West Philadelphia born and raised . . . playing comic relief in Jim Crow Era movies is how I spend most of my days.

     If you take a glace at the cast, I think you'll see the first problem with this film; this is clearly supposed to be a sitcom. Just think about the possibilities. However, somewhere along the line someone got confused and tried to make it into a horror/comedy/murder mystery/chimp movie. The end result is that The Monster Walks does all of those things poorly. 


    It should be noted that Will Smith's grandpa and the chimp try pretty hard to save the film, but the rest of the cast drags them down into their B-Movie hell nonetheless.

     The only good that I can possibly see coming out of this movie is that King Kong (1933) comes out a year later.
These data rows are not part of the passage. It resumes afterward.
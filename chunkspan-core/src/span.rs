//! Annotated spans and annotation sets

use crate::error::{CoreError, Result};
use std::collections::{btree_set, BTreeSet};
use std::fmt;
use std::iter;

/// Canonical identifier of a resolved concept
#[derive(Debug, Clone, PartialEq, Eq, PartialOrd, Ord, Hash)]
#[cfg_attr(feature = "serde", derive(serde::Serialize, serde::Deserialize))]
#[cfg_attr(feature = "serde", serde(transparent))]
pub struct ConceptId(String);

impl ConceptId {
    /// Create a concept identifier
    pub fn new(id: impl Into<String>) -> Self {
        Self(id.into())
    }

    /// Borrow the identifier as a string slice
    pub fn as_str(&self) -> &str {
        &self.0
    }
}

impl fmt::Display for ConceptId {
    fn fmt(&self, f: &mut fmt::Formatter<'_>) -> fmt::Result {
        f.write_str(&self.0)
    }
}

impl From<&str> for ConceptId {
    fn from(id: &str) -> Self {
        Self::new(id)
    }
}

impl From<String> for ConceptId {
    fn from(id: String) -> Self {
        Self(id)
    }
}

impl AsRef<str> for ConceptId {
    fn as_ref(&self) -> &str {
        &self.0
    }
}

/// An annotated region of text
///
/// `start` and `length` are char offsets into the text the span was found
/// in. The derived ordering sorts by `(start, length, concept)`, which is
/// also the identity used for deduplication.
#[derive(Debug, Clone, PartialEq, Eq, PartialOrd, Ord, Hash)]
#[cfg_attr(feature = "serde", derive(serde::Serialize))]
pub struct Span {
    start: usize,
    length: usize,
    concept: ConceptId,
}

impl Span {
    /// Create a span, rejecting zero-length regions
    pub fn new(start: usize, length: usize, concept: impl Into<ConceptId>) -> Result<Self> {
        if length == 0 {
            return Err(CoreError::EmptySpan { start });
        }

        Ok(Self {
            start,
            length,
            concept: concept.into(),
        })
    }

    /// Start offset in chars
    pub fn start(&self) -> usize {
        self.start
    }

    /// Length in chars, always positive
    pub fn length(&self) -> usize {
        self.length
    }

    /// Exclusive end offset in chars
    pub fn end(&self) -> usize {
        self.start + self.length
    }

    /// Resolved concept
    pub fn concept(&self) -> &ConceptId {
        &self.concept
    }

    /// The same span moved `offset` chars to the right
    pub fn shifted(&self, offset: usize) -> Self {
        Self {
            start: self.start + offset,
            length: self.length,
            concept: self.concept.clone(),
        }
    }

    /// Whether the span lies inside a text of `text_len` chars
    pub fn fits_within(&self, text_len: usize) -> bool {
        self.end() <= text_len
    }

    /// The covered substring of `text`, or `None` if the span runs past its end
    pub fn slice<'a>(&self, text: &'a str) -> Option<&'a str> {
        let mut positions = text
            .char_indices()
            .map(|(i, _)| i)
            .chain(iter::once(text.len()));

        let begin = positions.nth(self.start)?;
        let end = positions.nth(self.length - 1)?;
        Some(&text[begin..end])
    }
}

impl fmt::Display for Span {
    fn fmt(&self, f: &mut fmt::Formatter<'_>) -> fmt::Result {
        write!(f, "[{}+{}] {}", self.start, self.length, self.concept)
    }
}

/// A deduplicated collection of spans over one text
///
/// Iteration order is deterministic (sorted by start, length, concept).
#[derive(Debug, Clone, Default, PartialEq, Eq)]
#[cfg_attr(feature = "serde", derive(serde::Serialize))]
#[cfg_attr(feature = "serde", serde(transparent))]
pub struct AnnotationSet {
    spans: BTreeSet<Span>,
}

impl AnnotationSet {
    /// Create an empty set
    pub fn new() -> Self {
        Self::default()
    }

    /// Insert a span, returning `false` if an identical one was present
    pub fn insert(&mut self, span: Span) -> bool {
        self.spans.insert(span)
    }

    /// Whether an identical span is present
    pub fn contains(&self, span: &Span) -> bool {
        self.spans.contains(span)
    }

    /// Number of distinct spans
    pub fn len(&self) -> usize {
        self.spans.len()
    }

    /// Whether the set holds no spans
    pub fn is_empty(&self) -> bool {
        self.spans.is_empty()
    }

    /// Iterate spans in sorted order
    pub fn iter(&self) -> btree_set::Iter<'_, Span> {
        self.spans.iter()
    }

    /// Consume the set into a sorted vector
    pub fn into_vec(self) -> Vec<Span> {
        self.spans.into_iter().collect()
    }
}

impl Extend<Span> for AnnotationSet {
    fn extend<I: IntoIterator<Item = Span>>(&mut self, iter: I) {
        self.spans.extend(iter);
    }
}

impl FromIterator<Span> for AnnotationSet {
    fn from_iter<I: IntoIterator<Item = Span>>(iter: I) -> Self {
        Self {
            spans: iter.into_iter().collect(),
        }
    }
}

impl IntoIterator for AnnotationSet {
    type Item = Span;
    type IntoIter = btree_set::IntoIter<Span>;

    fn into_iter(self) -> Self::IntoIter {
        self.spans.into_iter()
    }
}

impl<'a> IntoIterator for &'a AnnotationSet {
    type Item = &'a Span;
    type IntoIter = btree_set::Iter<'a, Span>;

    fn into_iter(self) -> Self::IntoIter {
        self.spans.iter()
    }
}
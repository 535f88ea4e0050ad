//! Error handling for the CLI application

use std::fmt;

/// Custom error type for CLI-specific errors
#[derive(Debug)]
pub enum CliError {
    /// File not found or inaccessible
    FileNotFound(String),
    /// Invalid file pattern
    InvalidPattern(String),
    /// Configuration error
    ConfigError(String),
    /// Malformed gazetteer
    GazetteerError(String),
}

impl fmt::Display for CliError {
    fn fmt(&self, f: &mut fmt::Formatter<'_>) -> fmt::Result {
        match self {
            CliError::FileNotFound(path) => write!(f, "File not found: {path}"),
            CliError::InvalidPattern(pattern) => write!(f, "Invalid file pattern: {pattern}"),
            CliError::ConfigError(msg) => write!(f, "Configuration error: {msg}"),
            CliError::GazetteerError(msg) => write!(f, "Gazetteer error: {msg}"),
        }
    }
}

impl std::error::Error for CliError {}

/// Result type alias for CLI operations
pub type CliResult<T> = Result<T, anyhow::Error>;
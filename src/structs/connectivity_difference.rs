use serde::Serialize;
use serde_json::Value;
use crate::enums::difference_type::DifferenceType;
use crate::enums::severity::Severity;

/// One detected divergence between two workspace configurations.
#[derive(Debug, Clone, Serialize)]
pub struct ConnectivityDifference {
    pub category: String,
    pub workspace1_value: Value,
    pub workspace2_value: Value,
    pub difference_type: DifferenceType,
    pub severity: Severity,
    pub description: String,
}
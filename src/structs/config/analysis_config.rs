use serde::{Deserialize, Serialize};
use crate::config::constants::{RESOURCE_QUERY_TIMEOUT_SECS, WORKSPACE_QUERY_TIMEOUT_SECS};

#[derive(Debug, Deserialize, Serialize, Clone)]
pub struct AnalysisConfig {
    /// Timeout for workspace-level and list queries
    #[serde(default = "default_workspace_timeout")]
    pub workspace_timeout_secs: u64,

    /// Timeout for per-resource detail queries
    #[serde(default = "default_resource_timeout")]
    pub resource_timeout_secs: u64,

    #[serde(default)]
    pub verbose: bool,
}

fn default_workspace_timeout() -> u64 {
    WORKSPACE_QUERY_TIMEOUT_SECS
}

fn default_resource_timeout() -> u64 {
    RESOURCE_QUERY_TIMEOUT_SECS
}

impl Default for AnalysisConfig {
    fn default() -> Self {
        Self {
            workspace_timeout_secs: default_workspace_timeout(),
            resource_timeout_secs: default_resource_timeout(),
            verbose: false,
        }
    }
}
It's almost like the producers of King Kong watched The Monster Walks and thought "What an absolute steaming pile of buffalo shit. Surely someone can make a movie about a killer ape that's better than that." Then the King Kong Producers went out and made a movie that didn't make people lose faith in humanity.

   I can only hope that someone out there digs a pit deep enough to bury every copy of this film and then erects port-a-potties over it.

Toss the DVDs in here boys, right next to the old ET Atari cartridges.